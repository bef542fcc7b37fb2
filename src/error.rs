//! Unified error type.

use std::net::AddrParseError;

use thiserror::Error;

/// The error type returned by midway's fallible operations.
///
/// Application-level errors (400, 401, 404, etc.) are expressed as HTTP
/// responses, see [`Rejection`](crate::Rejection). This type surfaces
/// infrastructure failures: loading configuration, binding to a port or
/// accepting a connection.
#[derive(Debug, Error)]
pub enum Error {
    #[error("io: {0}")]
    Io(#[from] std::io::Error),

    #[error("invalid socket address `{addr}`: {source}")]
    Address {
        addr: String,
        #[source]
        source: AddrParseError,
    },

    #[error("invalid value `{value}` for {var}")]
    Config { var: &'static str, value: String },
}
//! # midway
//!
//! A minimal HTTP framework built around one idea: an ordered middleware
//! chain.
//!
//! ## The contract
//!
//! Every registration, global middleware, prefix middleware, route guard or
//! route handler, goes into one ordered table. A request walks that table
//! front to back, visiting only the entries that apply to it. Each entry
//! either answers (and the walk stops there) or calls `next` to hand the
//! request onward. Run off the end and the answer is `404`.
//!
//! - **Advance once** — [`Next::run`] consumes the capability
//! - **Short-circuit** — return a response without calling `next`
//! - **Suspend** — `.await` anything before calling `next`; other requests
//!   keep flowing
//! - **Share data** — mutate the [`Request`] (parsed body, [`Context`])
//!   before passing it on
//! - **Fail safely** — a panicking handler becomes a `500`, never a dead
//!   process
//!
//! ## Quick start
//!
//! ```rust,no_run
//! use midway::{Method, Next, Request, Response, Router, Server};
//!
//! #[tokio::main]
//! async fn main() {
//!     let app = Router::new()
//!         .with(midway::middleware::trace)
//!         .with(block_delete)
//!         .on(Method::GET, "/users/{id}", get_user);
//!
//!     Server::bind("0.0.0.0:3000".parse().unwrap())
//!         .await
//!         .unwrap()
//!         .serve(app)
//!         .await
//!         .unwrap();
//! }
//!
//! async fn block_delete(req: Request, next: Next) -> Response {
//!     if req.method() == Method::DELETE {
//!         return Response::text("DELETE disabled");
//!     }
//!     next.run(req).await
//! }
//!
//! async fn get_user(req: Request) -> String {
//!     format!("user {}", req.param("id").unwrap_or("unknown"))
//! }
//! ```

mod dispatch;
mod error;
mod handler;
mod rejection;
mod request;
mod response;
mod router;
mod server;

pub mod app;
pub mod config;
pub mod middleware;

pub use config::Config;
pub use dispatch::{Dispatcher, Next};
pub use error::Error;
pub use handler::{Handler, Middleware};
pub use http::{Method, StatusCode};
pub use rejection::Rejection;
pub use request::{Context, Request};
pub use response::{ContentType, IntoResponse, Json, Response, ResponseBuilder};
pub use router::Router;
pub use server::Server;
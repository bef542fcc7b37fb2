//! Demo server: the middleware-chain walkthrough on port 3000.
//!
//! Run with:
//!   RUST_LOG=info cargo run
//!
//! Try:
//!   curl http://localhost:3000/magic
//!   curl 'http://localhost:3000/search?term=cat'
//!   curl 'http://localhost:3000/search?term=cat&slow=true'
//!   curl -X POST http://localhost:3000/users \
//!        -H 'content-type: application/json' -d '{"name":"a","age":1}'
//!   curl -X POST http://localhost:3000/users/test-json \
//!        -H 'content-type: application/json' -d '{"secret":"s","name":"bob"}'
//!   curl -X DELETE http://localhost:3000/anything

use std::sync::Arc;

use midway::app::{self, RequestStats};
use midway::{Config, Server};
use tracing_subscriber::EnvFilter;

#[tokio::main]
async fn main() -> anyhow::Result<()> {
    tracing_subscriber::fmt()
        .with_env_filter(EnvFilter::try_from_default_env().unwrap_or_else(|_| EnvFilter::new("info")))
        .init();

    let config = Config::from_env()?;
    let stats = Arc::new(RequestStats::new());
    let router = app::router(&config, stats);

    Server::bind(config.socket_addr()?)
        .await?
        .max_body_size(config.max_body_size)
        .serve(router)
        .await?;

    Ok(())
}
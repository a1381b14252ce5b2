//! Mock authentication flow scenarios.

#![allow(clippy::unwrap_used, clippy::indexing_slicing)]

use std::sync::Arc;

use midnight_dream_integration_tests::{
    ScriptedGateway, build_app, build_app_with_store, demo_catalog, failing_auth,
};
use midnight_dream_storefront::app::{App, UiEvent};
use midnight_dream_storefront::notify::{Notification, RecordingSink};
use midnight_dream_storefront::storage::{KeyValueStore, MemoryStore};
use midnight_dream_storefront::ui::{AuthTab, ModalKind};

#[tokio::test]
async fn test_login_flow() {
    let gateway = ScriptedGateway::accepting(1);
    let mut ctx = build_app(&gateway);

    // The auth button opens the modal when signed out.
    ctx.app.handle_event(UiEvent::AuthButton).await;
    assert!(ctx.app.ui().is_open(ModalKind::AuthModal));

    ctx.app
        .handle_event(UiEvent::SubmitLogin {
            email: "morticia@example.com".to_owned(),
            password: "hunter2".to_owned(),
        })
        .await;

    assert!(ctx.app.auth().is_authenticated());
    assert_eq!(ctx.app.auth().current_user().unwrap().name, "morticia");
    // Success closes the modal.
    assert_eq!(ctx.app.ui().open(), None);
    // The profile is persisted for the next visit.
    assert!(ctx.store.get("user").unwrap().is_some());
}

#[tokio::test]
async fn test_login_validation_shows_form_error() {
    let gateway = ScriptedGateway::accepting(1);
    let mut ctx = build_app(&gateway);

    ctx.app.handle_event(UiEvent::AuthButton).await;
    ctx.app
        .handle_event(UiEvent::SubmitLogin {
            email: "not-an-email".to_owned(),
            password: "hunter2".to_owned(),
        })
        .await;

    assert!(!ctx.app.auth().is_authenticated());
    assert!(ctx.app.ui().is_open(ModalKind::AuthModal));
    assert!(ctx.app.ui().auth_error().unwrap().contains("invalid email"));

    // Switching tabs clears the displayed error.
    ctx.app
        .handle_event(UiEvent::SwitchAuthTab(AuthTab::Register))
        .await;
    assert_eq!(ctx.app.ui().auth_error(), None);
}

#[tokio::test]
async fn test_register_flow() {
    let gateway = ScriptedGateway::accepting(1);
    let mut ctx = build_app(&gateway);

    ctx.app.handle_event(UiEvent::AuthButton).await;
    ctx.app
        .handle_event(UiEvent::SwitchAuthTab(AuthTab::Register))
        .await;

    // Weak password is rejected with a form error.
    ctx.app
        .handle_event(UiEvent::SubmitRegister {
            name: "Wednesday".to_owned(),
            email: "wednesday@example.com".to_owned(),
            password: "12345".to_owned(),
        })
        .await;
    assert!(!ctx.app.auth().is_authenticated());
    assert_eq!(
        ctx.app.ui().auth_error(),
        Some("password must be at least 6 characters")
    );

    ctx.app
        .handle_event(UiEvent::SubmitRegister {
            name: "Wednesday".to_owned(),
            email: "wednesday@example.com".to_owned(),
            password: "123456".to_owned(),
        })
        .await;
    assert!(ctx.app.auth().is_authenticated());
    assert_eq!(ctx.app.auth().current_user().unwrap().name, "Wednesday");
    assert_eq!(ctx.app.ui().open(), None);
}

#[tokio::test]
async fn test_backend_rejection_shows_form_error() {
    let gateway = ScriptedGateway::accepting(1);
    let store = Arc::new(MemoryStore::new());
    let sink = Arc::new(RecordingSink::new());
    let mut app = App::new(
        demo_catalog(),
        store,
        sink,
        &gateway,
        failing_auth(),
    );

    app.handle_event(UiEvent::AuthButton).await;
    app.handle_event(UiEvent::SubmitLogin {
        email: "morticia@example.com".to_owned(),
        password: "hunter2".to_owned(),
    })
    .await;

    assert!(!app.auth().is_authenticated());
    assert_eq!(app.ui().auth_error(), Some("server error"));
}

#[tokio::test]
async fn test_auth_button_logs_out_when_signed_in() {
    let gateway = ScriptedGateway::accepting(1);
    let mut ctx = build_app(&gateway);

    ctx.app
        .handle_event(UiEvent::SubmitLogin {
            email: "morticia@example.com".to_owned(),
            password: "hunter2".to_owned(),
        })
        .await;
    ctx.sink.clear();

    ctx.app.handle_event(UiEvent::AuthButton).await;

    assert!(!ctx.app.auth().is_authenticated());
    assert!(ctx.store.get("user").unwrap().is_none());
    assert_eq!(
        ctx.sink.received()[0],
        Notification::Success("You have been signed out".to_owned())
    );
}

#[tokio::test]
async fn test_session_survives_application_restart() {
    let gateway = ScriptedGateway::accepting(1);
    let mut ctx = build_app(&gateway);
    let store = ctx.store.clone();

    ctx.app
        .handle_event(UiEvent::SubmitLogin {
            email: "morticia@example.com".to_owned(),
            password: "hunter2".to_owned(),
        })
        .await;
    drop(ctx);

    let restarted = build_app_with_store(&gateway, store);
    assert!(restarted.app.auth().is_authenticated());
    assert_eq!(
        restarted.app.auth().current_user().unwrap().email.as_str(),
        "morticia@example.com"
    );
}

#[tokio::test]
async fn test_corrupt_stored_user_means_signed_out() {
    let store = Arc::new(MemoryStore::new());
    store.set("user", "{not json").unwrap();

    let gateway = ScriptedGateway::accepting(1);
    let ctx = build_app_with_store(&gateway, store.clone());

    assert!(!ctx.app.auth().is_authenticated());
    assert!(store.get("user").unwrap().is_none());
}
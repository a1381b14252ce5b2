//! Cart display projections and fragment templates.
//!
//! Pure functions of engine state; all DOM-shaped concerns (disabled
//! controls, busy labels, the badge counter) are computed here so templates
//! stay logic-free.

use askama::Template;

use super::{CartEngine, CartItem, MAX_QUANTITY};

/// Cart item display data for templates.
#[derive(Debug, Clone)]
pub struct CartItemView {
    pub id: i32,
    pub name: String,
    pub category: String,
    pub image: String,
    pub quantity: u32,
    pub price: String,
    pub line_price: String,
    /// The stepper's minus control, disabled at quantity 1.
    pub decrement_disabled: bool,
    /// The stepper's plus control, disabled at the quantity cap.
    pub increment_disabled: bool,
}

impl From<&CartItem> for CartItemView {
    fn from(item: &CartItem) -> Self {
        Self {
            id: item.id.as_i32(),
            name: item.name.clone(),
            category: item.category.label().to_owned(),
            image: item.image.clone(),
            quantity: item.quantity,
            price: item.price.display(),
            line_price: item.line_total().display(),
            decrement_disabled: item.quantity <= 1,
            increment_disabled: item.quantity >= MAX_QUANTITY,
        }
    }
}

/// Cart display data for templates.
#[derive(Debug, Clone)]
pub struct CartView {
    pub items: Vec<CartItemView>,
    pub subtotal: String,
    pub item_count: u32,
    pub checkout_pending: bool,
    pub checkout_disabled: bool,
}

impl CartView {
    /// Create an empty cart view.
    #[must_use]
    pub fn empty() -> Self {
        Self {
            items: Vec::new(),
            subtotal: "$0.00".to_owned(),
            item_count: 0,
            checkout_pending: false,
            checkout_disabled: true,
        }
    }
}

impl<G> CartEngine<G> {
    /// Project the engine's current state for rendering.
    #[must_use]
    pub fn view(&self) -> CartView {
        CartView {
            items: self.items.iter().map(CartItemView::from).collect(),
            subtotal: self.total_price().display(),
            item_count: self.total_items(),
            checkout_pending: self.checkout_pending,
            checkout_disabled: self.items.is_empty() || self.checkout_pending,
        }
    }
}

/// Header badge label for a total item count.
///
/// Hidden at zero; saturates to "99+" above the quantity cap.
#[must_use]
pub fn badge_label(total_items: u32) -> Option<String> {
    match total_items {
        0 => None,
        n if n > MAX_QUANTITY => Some(format!("{MAX_QUANTITY}+")),
        n => Some(n.to_string()),
    }
}

/// Cart items fragment template (item list plus summary panel).
#[derive(Template)]
#[template(path = "partials/cart_items.html")]
pub struct CartItemsTemplate {
    pub cart: CartView,
}

/// Cart count badge fragment template.
#[derive(Template)]
#[template(path = "partials/cart_count.html")]
pub struct CartCountTemplate {
    pub badge: Option<String>,
}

· · ·

_Required work_: Set down, from the entries above, exactly the lines from the one with "assert_eq!(ctx.app.ui().auth_error(), None);" up to and including the one with "ctx.sink.clear();", and no other lines.

_Exercise response_:
    assert_eq!(ctx.app.ui().auth_error(), None);
}

#[tokio::test]
async fn test_register_flow() {
    let gateway = ScriptedGateway::accepting(1);
    let mut ctx = build_app(&gateway);

    ctx.app.handle_event(UiEvent::AuthButton).await;
    ctx.app
        .handle_event(UiEvent::SwitchAuthTab(AuthTab::Register))
        .await;

    // Weak password is rejected with a form error.
    ctx.app
        .handle_event(UiEvent::SubmitRegister {
            name: "Wednesday".to_owned(),
            email: "wednesday@example.com".to_owned(),
            password: "12345".to_owned(),
        })
        .await;
    assert!(!ctx.app.auth().is_authenticated());
    assert_eq!(
        ctx.app.ui().auth_error(),
        Some("password must be at least 6 characters")
    );

    ctx.app
        .handle_event(UiEvent::SubmitRegister {
            name: "Wednesday".to_owned(),
            email: "wednesday@example.com".to_owned(),
            password: "123456".to_owned(),
        })
        .await;
    assert!(ctx.app.auth().is_authenticated());
    assert_eq!(ctx.app.auth().current_user().unwrap().name, "Wednesday");
    assert_eq!(ctx.app.ui().open(), None);
}

#[tokio::test]
async fn test_backend_rejection_shows_form_error() {
    let gateway = ScriptedGateway::accepting(1);
    let store = Arc::new(MemoryStore::new());
    let sink = Arc::new(RecordingSink::new());
    let mut app = App::new(
        demo_catalog(),
        store,
        sink,
        &gateway,
        failing_auth(),
    );

    app.handle_event(UiEvent::AuthButton).await;
    app.handle_event(UiEvent::SubmitLogin {
        email: "morticia@example.com".to_owned(),
        password: "hunter2".to_owned(),
    })
    .await;

    assert!(!app.auth().is_authenticated());
    assert_eq!(app.ui().auth_error(), Some("server error"));
}

#[tokio::test]
async fn test_auth_button_logs_out_when_signed_in() {
    let gateway = ScriptedGateway::accepting(1);
    let mut ctx = build_app(&gateway);

    ctx.app
        .handle_event(UiEvent::SubmitLogin {
            email: "morticia@example.com".to_owned(),
            password: "hunter2".to_owned(),
        })
        .await;
    ctx.sink.clear();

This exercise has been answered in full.